The oxygen-evolving complex (OEC), also known as the water-splitting complex, is the active site of a water-oxidizing enzyme involved in the photo-oxidation of water during the light reactions of photosynthesis. OEC is surrounded by 4 core proteins of photosystem II at the membrane-lumen interface. The mechanism for splitting water involves absorption of three photons before the fourth provides sufficient energy for water oxidation. Based on a widely accepted theory from 1970 by Kok, the complex can exist in 5 states, denoted S_{0} to S_{4}, with S_{0} the most reduced and S_{4} the most oxidized. Energy from the photons captured by photosystem II moves the system from state S_{0} to S_{1} to S_{2} to S_{3} and finally to S_{4}. S_{4} reacts with water producing free oxygen:

2H2O -> O2 + 4H+ + 4e-

This conversion resets the catalyst to the S_{0} state.

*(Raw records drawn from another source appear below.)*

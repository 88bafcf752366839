use std::collections::{BTreeMap, BTreeSet};

use eframe::egui::Color32;
use palette::{Hsl, IntoColor, Srgb};

use crate::data::model::CellValue;

// ---------------------------------------------------------------------------
// Color palette generator
// ---------------------------------------------------------------------------

/// Generates `n` visually distinct colours using evenly spaced hues.
pub fn generate_palette(n: usize) -> Vec<Color32> {
    if n == 0 {
        return Vec::new();
    }
    (0..n)
        .map(|i| {
            let hue = (i as f32 / n as f32) * 360.0;
            let hsl = Hsl::new(hue, 0.75, 0.55);
            let rgb: Srgb = hsl.into_color();
            Color32::from_rgb(
                (rgb.red * 255.0) as u8,
                (rgb.green * 255.0) as u8,
                (rgb.blue * 255.0) as u8,
            )
        })
        .collect()
}

/// Yes/No series colours: "Yes" is the highlighted slice.
pub const YES_COLOR: Color32 = Color32::from_rgb(0x4c, 0x78, 0xa8);
pub const NO_COLOR: Color32 = Color32::from_rgb(0xf5, 0x85, 0x18);
pub const ALERT_COLOR: Color32 = Color32::from_rgb(0xe4, 0x57, 0x56);
pub const MALE_COLOR: Color32 = Color32::from_rgb(0x18, 0x6e, 0xe8);
pub const FEMALE_COLOR: Color32 = Color32::from_rgb(0xff, 0x6d, 0x6d);

// ---------------------------------------------------------------------------
// Color mapping: cell value → Color32
// ---------------------------------------------------------------------------

/// Maps the unique values of a chosen column to distinct colours.
#[derive(Debug, Clone)]
pub struct ColorMap {
    mapping: BTreeMap<CellValue, Color32>,
    default_color: Color32,
}

impl ColorMap {
    /// Build a colour map from the unique values of a column.
    pub fn new(unique_values: &BTreeSet<CellValue>) -> Self {
        let palette = generate_palette(unique_values.len());
        let mapping: BTreeMap<CellValue, Color32> = unique_values
            .iter()
            .zip(palette)
            .map(|(v, c)| (v.clone(), c))
            .collect();

        ColorMap {
            mapping,
            default_color: Color32::GRAY,
        }
    }

    /// Look up the colour for a given value.
    pub fn color_for(&self, value: &CellValue) -> Color32 {
        self.mapping
            .get(value)
            .copied()
            .unwrap_or(self.default_color)
    }

    /// Colour of a text value, the common case for categorical columns.
    pub fn color_for_text(&self, value: &str) -> Color32 {
        self.color_for(&CellValue::Text(value.to_string()))
    }
}

#[cfg(test)]
mod tests {
    use super::*;

    #[test]
    fn test_palette_is_distinct() {
        let colors = generate_palette(4);
        assert_eq!(colors.len(), 4);
        let unique: BTreeSet<_> = colors.iter().map(|c| c.to_array()).collect();
        assert_eq!(unique.len(), 4);
        assert!(generate_palette(0).is_empty());
    }

    #[test]
    fn test_unknown_value_gets_default() {
        let values: BTreeSet<CellValue> =
            [CellValue::Text("Sales".into()), CellValue::Text("HR".into())].into();
        let map = ColorMap::new(&values);
        assert_ne!(map.color_for_text("Sales"), map.color_for_text("HR"));
        assert_eq!(map.color_for_text("Marketing"), Color32::GRAY);
    }
}
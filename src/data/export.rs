use std::path::Path;

use super::loader::read_raw;
use crate::error::{DataError, DataResult};

/// Re-read the source file and serialize its raw columns as CSV.
///
/// The file is read again on every call, so the bytes never reflect the
/// active filters or the derived columns.
pub fn raw_csv_bytes(path: &Path) -> DataResult<Vec<u8>> {
    let (columns, records) = read_raw(path)?;

    let mut writer = csv::Writer::from_writer(Vec::new());
    writer
        .write_record(&columns)
        .map_err(|e| DataError::load(path, format!("writing CSV header: {e}")))?;
    for (row_no, rec) in records.iter().enumerate() {
        let fields = columns
            .iter()
            .map(|col| rec.get(col).map(|v| v.to_csv_field()).unwrap_or_default());
        writer
            .write_record(fields)
            .map_err(|e| DataError::load(path, format!("writing CSV row {row_no}: {e}")))?;
    }

    let bytes = writer
        .into_inner()
        .map_err(|e| DataError::load(path, format!("flushing CSV: {e}")))?;
    log::info!("Exported {} raw rows from {}", records.len(), path.display());
    Ok(bytes)
}

#[cfg(test)]
mod tests {
    use super::*;
    use crate::data::loader::tests::{write_csv, HEADER, ROWS};

    #[test]
    fn test_export_reproduces_raw_columns_only() {
        let dir = tempfile::tempdir().unwrap();
        let path = write_csv(&dir, "hr.csv", HEADER, ROWS);

        let bytes = raw_csv_bytes(&path).unwrap();
        let text = String::from_utf8(bytes).unwrap();
        let mut lines = text.lines();
        assert_eq!(lines.next(), Some(HEADER));
        assert_eq!(lines.next(), Some(ROWS[0]));
        assert_eq!(text.lines().count(), ROWS.len() + 1);
        assert!(!text.contains("ToBePromoted"));
    }

    #[test]
    fn test_export_quotes_embedded_commas() {
        let dir = tempfile::tempdir().unwrap();
        let path = write_csv(&dir, "hr.csv", "Name,Department", &["\"Doe, Jane\",Sales"]);
        let text = String::from_utf8(raw_csv_bytes(&path).unwrap()).unwrap();
        assert!(text.contains("\"Doe, Jane\",Sales"));
    }
}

The active site of the OEC consists of a cluster of manganese and calcium with the formula Mn_{4}Ca_{1}O_{x}Cl_{1–2}(HCO_{3})_{y}. This cluster is bound to D_{1} and CP_{43} subunits and stabilized by peripheral membrane proteins. Many characteristics of it have been examined by flash photolysis experiments, electron paramagnetic resonance (EPR), and X-ray spectroscopy.

The mechanism of the complex is proposed to involve an Mn-oxide which couples by O-O bond formation to a calcium oxide/hydroxide.